Son of separatist leader gunned down by security forces in Indian Kashmir
Srinagar, India May 19 (efe-epa).- Two insurgents, including the son of a prominent separatist leader, were killed in a gunfight with security forces in India-administered Kashmir, the police said on Tuesday
Two police officers were also wounded in the encounter that began Monday night in a densely populated area of old Srinagar, the regional capital.
“Two militants have been killed in the operation at Nawakadal, Srinagar. Both belong to the Hizbul Mujahideen (militant group). Two weapons and ammunition recovered,” the police said in a statement.
It added that the militants started firing after the police cordoned off the area and surrounded their hideout. “We had specific information about the presence of militants in the area.”

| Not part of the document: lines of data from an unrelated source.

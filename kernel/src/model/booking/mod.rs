use crate::model::{
    hotel::Room,
    id::{BookingId, UserId},
};
use chrono::{DateTime, Utc};

pub mod event;

#[derive(Debug, Clone, PartialEq, Eq)]
pub struct Booking {
    pub booking_id: BookingId,
    pub user_id: UserId,
    pub room: Room,
    pub created_at: DateTime<Utc>,
    pub updated_at: DateTime<Utc>,
}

Although the police did not officially identify the slain militants, an officer told EFE on the condition of anonymity that one of them was Junaid Sehrai, the son of Ashraf Sehrai, a senior leader of the separatist alliance Hurriyat Conference.
Ashraf is a close aid of ailing Hurriyat chairman Syed Ali Shah Geelani, who has been kept under house arrest for nearly a decade.

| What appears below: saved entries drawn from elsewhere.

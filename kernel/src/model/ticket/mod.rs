use crate::model::id::{EnrollmentId, TicketId, TicketTypeId};
use chrono::{DateTime, Utc};
use serde::{Deserialize, Serialize};
use shared::error::{AppError, AppResult};
use strum::{Display, EnumString};

pub mod event;

#[derive(
    Debug, Clone, Copy, PartialEq, Eq, Serialize, Deserialize, Display, EnumString, sqlx::Type,
)]
#[serde(rename_all = "UPPERCASE")]
#[strum(serialize_all = "UPPERCASE")]
#[sqlx(type_name = "ticket_status", rename_all = "UPPERCASE")]
pub enum TicketStatus {
    Reserved,
    Paid,
}

#[derive(Debug, Clone, PartialEq, Eq)]
pub struct TicketType {
    pub ticket_type_id: TicketTypeId,
    pub name: String,
    pub price: i32,
    pub is_remote: bool,
    pub includes_hotel: bool,
}

#[derive(Debug, Clone, PartialEq, Eq)]
pub struct Ticket {
    pub ticket_id: TicketId,
    pub enrollment_id: EnrollmentId,
    pub status: TicketStatus,
    pub ticket_type: TicketType,
    pub created_at: DateTime<Utc>,
    pub updated_at: DateTime<Utc>,
}

impl Ticket {
    // 支払い済み・現地参加・ホテル付きのチケットだけがホテルを利用できる
    pub fn ensure_hotel_access(&self) -> AppResult<()> {
        if self.status != TicketStatus::Paid {
            return Err(AppError::PaymentRequired(format!(
                "チケット（{}）は支払いが完了していません。",
                self.ticket_id
            )));
        }
        if self.ticket_type.is_remote {
            return Err(AppError::PaymentRequired(format!(
                "チケット（{}）はオンライン参加用のため、ホテルを利用できません。",
                self.ticket_id
            )));
        }
        if !self.ticket_type.includes_hotel {
            return Err(AppError::PaymentRequired(format!(
                "チケット（{}）にはホテルが含まれていません。",
                self.ticket_id
            )));
        }
        Ok(())
    }
}

#[cfg(test)]
mod tests {
    use super::*;

    fn ticket(status: TicketStatus, is_remote: bool, includes_hotel: bool) -> Ticket {
        Ticket {
            ticket_id: TicketId::from(1),
            enrollment_id: EnrollmentId::from(1),
            status,
            ticket_type: TicketType {
                ticket_type_id: TicketTypeId::from(1),
                name: "Presencial + Hotel".into(),
                price: 600,
                is_remote,
                includes_hotel,
            },
            created_at: Utc::now(),
            updated_at: Utc::now(),
        }
    }

    #[test]
    fn paid_on_site_ticket_with_hotel_is_eligible() {
        assert!(ticket(TicketStatus::Paid, false, true)
            .ensure_hotel_access()
            .is_ok());
    }

    #[test]
    fn other_tickets_require_payment() {
        let cases = [
            ticket(TicketStatus::Reserved, false, true),
            ticket(TicketStatus::Paid, true, true),
            ticket(TicketStatus::Paid, false, false),
            ticket(TicketStatus::Paid, true, false),
            ticket(TicketStatus::Reserved, true, false),
        ];
        for t in cases {
            assert!(matches!(
                t.ensure_hotel_access(),
                Err(AppError::PaymentRequired(_))
            ));
        }
    }

    #[test]
    fn status_uses_upper_case_names() {
        assert_eq!(TicketStatus::Paid.to_string(), "PAID");
        assert_eq!("RESERVED".parse::<TicketStatus>().ok(), Some(TicketStatus::Reserved));
    }
}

Junaid, a business management graduate from Kashmir University, had reportedly joined the HM – the largest militant separatist organization active in the disputed region – in March 2018.
He was considered “an important active militant” by the Indian security establishment after the top commander of the group, Riyaz Naikoo, was gunned down in another gunfight on May 6. Naikoo’s death was considered an important breakthrough against militancy in the region.

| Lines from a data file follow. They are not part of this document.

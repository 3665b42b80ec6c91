use crate::model::id::{BookingId, RoomId, UserId};
use derive_new::new;

#[derive(new)]
pub struct CreateBooking {
    pub user_id: UserId,
    pub room_id: RoomId,
}

// booking_id はリクエストのパスで指定された値。本人の予約と一致するかは更新処理の中で確認する
#[derive(new)]
pub struct UpdateBooking {
    pub booking_id: BookingId,
    pub requested_user: UserId,
    pub room_id: RoomId,
}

Authorities had on Monday snapped the mobile phone and internet services in the capital – apart from the state run telecom operator BSNL – soon after the beginning of the first gunfight in the city in around two years.
However protests broke out in different parts of the city after the encounter, and the police resorted to firing teargas shells to disperse stone-pelting protesters.
“At least four residential houses have been severely damaged in the gunfight,” Fayaz, a local resident, told EFE.
Authorities in the Indian Kashmir have stopped handing over the dead bodies of militants to their families for the last two months in an attempt to prevent large gatherings amid the coronavirus lockdown, as such funerals often see pro-separatism protests and clashes between the mourners and security forces.
Indian forces have intensified operations against the insurgents in Indian Kashmir amid the COVID-19 lockdown and killed more than 30 militants since the restrictions began on Mar. 25.
The Himalayan region of Kashmir has been a disputed territory since 1947 when India and Pakistan won their freedom from British rule.
The two countries, which have fought three wars, including two over Kashmir, claim the divided territory in its entirety but rule its parts.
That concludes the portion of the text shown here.